Yes, thanks for pointing out. Will change in V2
>
>> + printf(".");
>> + color_fprintf(stdout, color, " %08x: ", pos);
>> + dtl = (struct dtl_entry *)buf;
>> + if (dtl->timebase != 0) {
>> + printf("dispatch_reason:%s, preempt_reason:%s, enqueue_to_dispatch_time:%d, ready_to_enqueue_time:%d, waiting_to_ready_time:%d\n",
>> + dispatch_reasons[dtl->dispatch_reason], preempt_reasons[dtl->preempt_reason], be32_to_cpu(dtl->enqueue_to_dispatch_time),
>> + be32_to_cpu(dtl->ready_to_enqueue_time), be32_to_cpu(dtl->waiting_to_ready_time));
>
> Lines are getting a bit long
Will split these.
>
>> + } else {
>> + struct boottb_freq *boot_tb = (struct boottb_freq *)buf;
>> +
>> + printf("boot_tb: %" PRIu64 ", tb_freq: %" PRIu64 "\n", boot_tb->boot_tb, boot_tb->tb_freq);
>> + }
>> +
>> + pos += pkt_len;
>> + buf += pkt_len;
>> + len -= pkt_len;
>> + }
>> +}
>> +
>> +static void powerpc_vpadtl_dump_event(struct powerpc_vpadtl *vpa, unsigned char *buf,
>> + size_t len)
>> +{
>> + printf(".\n");
>> + powerpc_vpadtl_dump(vpa, buf, len);
>> +}
>> +
>> +static int powerpc_vpadtl_process_event(struct perf_session *session __maybe_unused,
>> + union perf_event *event __maybe_unused,
>> + struct perf_sample *sample __maybe_unused,
>> + const struct perf_tool *tool __maybe_unused)
>> +{
>> + return 0;
>> +}
>> +
>> +/*
>> + * Process PERF_RECORD_AUXTRACE records
>> + */
>> +static int powerpc_vpadtl_process_auxtrace_event(struct perf_session *session,
>> + union perf_event *event,
>> + const struct perf_tool *tool __maybe_unused)
>> +{
>> + struct powerpc_vpadtl *vpa = container_of(session->auxtrace, struct powerpc_vpadtl,
>> + auxtrace);
>
> Might be worth adding a helper like
>
> static struct powerpc_vpadtl *session_to_vpa(struct perf_session *session)
> {
> return container_of(session->auxtrace, struct powerpc_vpadtl, auxtrace);
> }
Ok Adrian
>
>> + struct auxtrace_buffer *buffer;
>> + off_t data_offset;
>> + int fd = perf_data__fd(session->data);
>> + int err;
>> +
>> + if (perf_data__is_pipe(session->data)) {
>> + data_offset = 0;
>> + } else {
>> + data_offset = lseek(fd, 0, SEEK_CUR);
>> + if (data_offset == -1)
>> + return -errno;
>> + }
>> +
>> + err = auxtrace_queues__add_event(&vpa->queues, session, event,
>> + data_offset, &buffer);
>
> auxtrace_queues__add_event() is only needed here if there is no
> auxtrace index, however an auxtrace index is always written for
> new perf.data files.

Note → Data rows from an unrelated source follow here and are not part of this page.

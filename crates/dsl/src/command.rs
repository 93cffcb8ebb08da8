//! Declared commands: the entry point of the DSL.
//!
//! ```
//! use cmdtree_dsl::{command, int};
//!
//! let tp = command::<(), _>("tp", |b| {
//!     let x = b.inline(int("x"))?;
//!     let y = b.inline(int("y").default(0))?;
//!     b.executes(move |ctx| Ok(x.get(ctx)? + y.get(ctx)?))
//! });
//! let root = tp.build().unwrap();
//! assert_eq!(root.label(), "tp");
//! ```

use std::fmt;
use std::sync::Arc;

use cmdtree_core::{CommandNode, NodeBuilder, Result, Subcommand};

use crate::builder::CommandBuilder;
use crate::config::BuilderConfig;
use crate::tree::{CommandTree, NodeHook, NodeId};

type Declaration<S> = Arc<dyn Fn(&mut CommandBuilder<'_, S>) -> Result<()> + Send + Sync>;

/// A root literal plus the declarations below it.
///
/// Every call to [`build_literal`](Subcommand::build_literal) replays the
/// declarations against a fresh tree with its own context cell, so one
/// `DslCommand` can be registered in several dispatchers.
pub struct DslCommand<S> {
    literal: String,
    hook: Option<NodeHook<S>>,
    config: BuilderConfig,
    declaration: Declaration<S>,
}

impl<S> DslCommand<S> {
    pub fn new(
        literal: impl Into<String>,
        declaration: impl Fn(&mut CommandBuilder<'_, S>) -> Result<()> + Send + Sync + 'static,
    ) -> Self {
        Self {
            literal: literal.into(),
            hook: None,
            config: BuilderConfig::default(),
            declaration: Arc::new(declaration),
        }
    }

    /// Customize the root literal's native builder.
    pub fn apply(mut self, hook: impl Fn(&mut NodeBuilder<S>) + Send + Sync + 'static) -> Self {
        self.hook = Some(Arc::new(hook));
        self
    }

    pub fn with_config(mut self, config: BuilderConfig) -> Self {
        self.config = config;
        self
    }

    /// Run the declarations into a fresh tree without assembling it.
    pub fn declare(&self) -> Result<CommandTree<S>> {
        let mut tree = CommandTree::new(&self.literal, self.config.clone());
        if let Some(hook) = &self.hook {
            tree.node_mut(NodeId::ROOT).hooks.push(Arc::clone(hook));
        }
        (self.declaration)(&mut CommandBuilder::new(&mut tree, NodeId::ROOT))?;
        Ok(tree)
    }
}

impl<S: Clone + Send + Sync + 'static> DslCommand<S> {
    /// Declare, assemble and build the root node in one step.
    pub fn build(&self) -> Result<CommandNode<S>> {
        Ok(self.build_literal()?.build())
    }
}

impl<S: Clone + Send + Sync + 'static> Subcommand<S> for DslCommand<S> {
    fn literal(&self) -> &str {
        &self.literal
    }

    fn build_literal(&self) -> Result<NodeBuilder<S>> {
        self.declare()?.assemble()
    }
}

impl<S> fmt::Debug for DslCommand<S> {
    fn fmt(&self, f: &mut fmt::Formatter<'_>) -> fmt::Result {
        f.debug_struct("DslCommand")
            .field("literal", &self.literal)
            .field("config", &self.config)
            .finish_non_exhaustive()
    }
}

/// Declare a command rooted at `literal`.
pub fn command<S, F>(literal: &str, declaration: F) -> DslCommand<S>
where
    F: Fn(&mut CommandBuilder<'_, S>) -> Result<()> + Send + Sync + 'static,
{
    DslCommand::new(literal, declaration)
}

The index gets processed and data queued
> by auxtrace_queues__process_index() which is added in patch 11.
>
> Piped data, on the other hand, has no index and needs to be
> handled here.
>
> So:
>
> if (perf_data__is_pipe(session->data)) {
> err = auxtrace_queues__add_event(&vpa->queues, session, event, 0, &buffer);
> if (err)
> return err;
> }
>
>
Ok, will handle this change
>> + if (err)
>> + return err;
>> +
>> + /* Dump here now we have copied a piped trace out of the pipe */
>> + if (dump_trace) {
>> + if (auxtrace_buffer__get_data(buffer, fd)) {
>> + powerpc_vpadtl_dump_event(vpa, buffer->data,
>> + buffer->size);
>
> Unnecessary line wrap
>
>> + auxtrace_buffer__put_data(buffer);
>> + }
>> + }
>> +
>> + return 0;
>> +}
>> +
>> +static int powerpc_vpadtl_flush(struct perf_session *session __maybe_unused,
>> + const struct perf_tool *tool __maybe_unused)
>> +{
>> + return 0;
>> +}
>> +
>> +static void powerpc_vpadtl_free_queue(void *priv)
>> +{
>> + struct powerpc_vpadtl_queue *vpaq = priv;
>> +
>> + if (!vpaq)
>> + return;
>> +
>> + free(vpaq);
>> +}
>> +
>> +static void powerpc_vpadtl_free_events(struct perf_session *session)
>> +{
>> + struct powerpc_vpadtl *vpa = container_of(session->auxtrace, struct powerpc_vpadtl,
>> + auxtrace);
>> + struct auxtrace_queues *queues = &vpa->queues;
>> + unsigned int i;
>> +
>> + for (i = 0; i < queues->nr_queues; i++) {
>> + powerpc_vpadtl_free_queue(queues->queue_array[i].priv);
>
> This is the same as free(queues->queue_array[i].priv)
>
>> + queues->queue_array[i].priv = NULL;
>
> Could all be reduced to zfree(queues->queue_array[i].priv)
Sure
>
>> + }
>> + auxtrace_queues__free(queues);
>> +}
>> +
>> +static void powerpc_vpadtl_free(struct perf_session *session)
>> +{
>> + struct powerpc_vpadtl *vpa = container_of(session->auxtrace, struct powerpc_vpadtl,
>> + auxtrace);
>> +
>> + auxtrace_heap__free(&vpa->heap);
>> + powerpc_vpadtl_free_events(session);
>> + session->auxtrace = NULL;
>> + free(vpa);
>> +}
>> +
>> +static const char * const powerpc_vpadtl_info_fmts[] = {
>> + [POWERPC_VPADTL_TYPE] = " PMU Type %"PRId64"\n",
>> +};
>> +
>> +static void powerpc_vpadtl_print_info(__u64 *arr)
>> +{
>> + if (!dump_trace)
>> + return;
>> +
>> + fprintf(stdout, powerpc_vpadtl_info_fmts[POWERPC_VPADTL_TYPE], arr[POWERPC_VPADTL_TYPE]);
>> +}
>> +
>> +/*
>> + * Process the PERF_RECORD_AUXTRACE_INFO records and setup
>> + * the infrastructure to process auxtrace events. PERF_RECORD_AUXTRACE_INFO
>> + * is processed first since it is of type perf_user_event_type.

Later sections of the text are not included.